The Eleutheran pineapple business was on the brink of collapse by the late 1900s, and only a handful of aging farmers remained. The next generation of would-be farmers, preferring a steady paycheck to a life tending the fields, chose to work in hotels and other tourism-related trades. It was only a matter of time before pineapple farming on Eleuthera died out altogether.

But recently Eleuthera has enjoyed a resurgence of pineapple farming, thanks in part to the wisdom of Lady Di. Young farmers, frustrated with high-priced, pesticide-ridden imported fruits and vegetables, have started farming on Eleuthera again. As produce prices continue to rise and the farm-to-table movement gains popularity, more folks consider farming as a legitimate profession. And Lady Di supports them in their efforts, offering planting tips and tricks to newcomers.

“This isn’t the ‘90s anymore. You can make money in farming,” Sabrina Thompson asserts. Growers are launching farms on Eleuthera, sparking a substantial resurgence of agriculture on the island. In the last five years alone, Eleuthera has welcomed roughly 20 new farmers. Many work normal day jobs until they can get their small farms off the ground.
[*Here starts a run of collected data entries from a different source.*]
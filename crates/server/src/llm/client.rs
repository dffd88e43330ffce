//! Chat-completion API client.
//!
//! One request/response exchange per call. The API key is supplied by the
//! caller on every call and never stored on the client.

use std::future::Future;
use std::sync::Arc;

use secrecy::{ExposeSecret, SecretString};
use tracing::{debug, instrument};

use crate::config::LlmConfig;

use super::error::AiError;
use super::types::{ApiErrorResponse, ChatCompletionResponse, ChatRequest, Message, ToolDeclaration};

/// Longest upstream error body echoed back in an [`AiError::Upstream`] message.
const MAX_ERROR_BODY_CHARS: usize = 300;

/// A chat-completion backend.
///
/// Implemented by [`ChatClient`] for the real upstream; tests substitute
/// scripted implementations.
pub trait ChatCompletion: Send + Sync {
    /// Send `messages` (plus optional tool declarations) and return the
    /// parsed response.
    ///
    /// # Errors
    ///
    /// Returns `AiError` on invalid input, transport failure, an upstream
    /// error, or an undecodable body.
    fn complete(
        &self,
        messages: &[Message],
        credential: &SecretString,
        tools: Option<&[ToolDeclaration]>,
    ) -> impl Future<Output = Result<ChatCompletionResponse, AiError>> + Send;
}

/// Chat-completion API client.
#[derive(Clone)]
pub struct ChatClient {
    inner: Arc<ChatClientInner>,
}

struct ChatClientInner {
    client: reqwest::Client,
    endpoint: String,
    model: String,
    max_tokens: u32,
    temperature: f32,
}

impl ChatClient {
    /// Create a new client.
    ///
    /// # Arguments
    ///
    /// * `config` - endpoint, model and sampling bounds
    ///
    /// # Errors
    ///
    /// Returns `AiError::Transport` if the HTTP client cannot be built.
    pub fn new(config: &LlmConfig) -> Result<Self, AiError> {
        let client = reqwest::Client::builder().build()?;

        Ok(Self {
            inner: Arc::new(ChatClientInner {
                client,
                endpoint: config.api_url.to_string(),
                model: config.model.clone(),
                max_tokens: config.max_tokens,
                temperature: config.temperature,
            }),
        })
    }

    /// The model identifier sent with every request.
    #[must_use]
    pub fn model(&self) -> &str {
        &self.inner.model
    }
}

impl ChatCompletion for ChatClient {
    #[instrument(
        skip(self, messages, credential, tools),
        fields(model = %self.inner.model, messages = messages.len(), tools = tools.map_or(0, <[_]>::len))
    )]
    async fn complete(
        &self,
        messages: &[Message],
        credential: &SecretString,
        tools: Option<&[ToolDeclaration]>,
    ) -> Result<ChatCompletionResponse, AiError> {
        validate_request(messages, credential, tools)?;

        let request = ChatRequest {
            model: &self.inner.model,
            messages,
            max_tokens: self.inner.max_tokens,
            temperature: self.inner.temperature,
            tools,
        };

        let response = self
            .inner
            .client
            .post(&self.inner.endpoint)
            .bearer_auth(credential.expose_secret())
            .json(&request)
            .send()
            .await?;

        let status = response.status();
        let body = response.text().await?;
        debug!(status = status.as_u16(), bytes = body.len(), "chat completion received");

        decode_response(status, &body)
    }
}

/// Check the preconditions of a completion request.
fn validate_request(
    messages: &[Message],
    credential: &SecretString,
    tools: Option<&[ToolDeclaration]>,
) -> Result<(), AiError> {
    if credential.expose_secret().trim().is_empty() {
        return Err(AiError::MissingCredential);
    }
    if messages.is_empty() {
        return Err(AiError::InvalidRequest(
            "at least one message is required".to_string(),
        ));
    }
    if tools.is_some_and(<[_]>::is_empty) {
        return Err(AiError::InvalidRequest(
            "tool list must not be empty when present".to_string(),
        ));
    }
    Ok(())
}

/// Turn a raw upstream response into a parsed completion or a typed error.
fn decode_response(
    status: reqwest::StatusCode,
    body: &str,
) -> Result<ChatCompletionResponse, AiError> {
    if !status.is_success() {
        let message = serde_json::from_str::<ApiErrorResponse>(body).map_or_else(
            |_| fallback_error_message(status, body),
            |envelope| envelope.error.message,
        );
        return Err(AiError::Upstream {
            status: Some(status.as_u16()),
            message,
        });
    }

    let response: ChatCompletionResponse = serde_json::from_str(body)
        .map_err(|e| AiError::Decode(format!("failed to parse response: {e}")))?;

    if let Some(error) = response.error {
        return Err(AiError::Upstream {
            status: Some(status.as_u16()),
            message: error.message,
        });
    }

    if response.choices.is_empty() {
        return Err(AiError::Decode("response contained no choices".to_string()));
    }

    Ok(response)
}

/// Message for an error body that is not a JSON error envelope.
fn fallback_error_message(status: reqwest::StatusCode, body: &str) -> String {
    let body = body.trim();
    if body.is_empty() {
        return status.to_string();
    }
    body.chars().take(MAX_ERROR_BODY_CHARS).collect()
}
This past September, Lady Di was awarded the Minister’s Choice Lifetime Achievement Award by the Bahamas Ministry of Agriculture. At 69 years young, she continues to serve as a beacon of light for her fellow Bahamian farmers. If you visit Eleuthera, be sure to call Lady Di for a tour of her farm at 242-335-5006.


Eleuthera entices travelers from across the globe with its charming fishing villages, untouched beaches and swimming pigs. Locals and visitors celebrate their pineapple-growing heritage every June at Pineapple Fest, a celebration with food, games and music held in Gregory Town, Eleuthera’s agricultural center.

Referred to as “the sweetest festival in The Islands of The Bahamas,” the multi- day event features culinary competitions for dishes including Pineapple Rum Cake, Pineapple Custard and Pineapple Coconut Cookie Cups. You might be fortunate enough to witness Lady Di herself cooking her mouthwatering pineapple jams.

Goombay Smash credit mcrosno


A classic Bahamian cocktail, the Goombay Smash is found on the drink menu at nearly every bar in the archipelago. Although no two recipes are alike, this concoction is best known for packing an island-flavor punch. Mix up a pitcher at your next boat party and whisk your guests off to the tropics.


2 ounces coconut rum
2 ounces apricot brandy
3 1⁄2 ounces dark rum
1 1⁄2 cups pineapple juice
1 cup orange juice
Juice of 1 lime
Fresh orange and pineapple slices for garnish


Fill a pitcher 2⁄3 with ice. Combine all ingredients and stir. Serve over ice. Garnish with orange and pineapple slices. Serves four guests.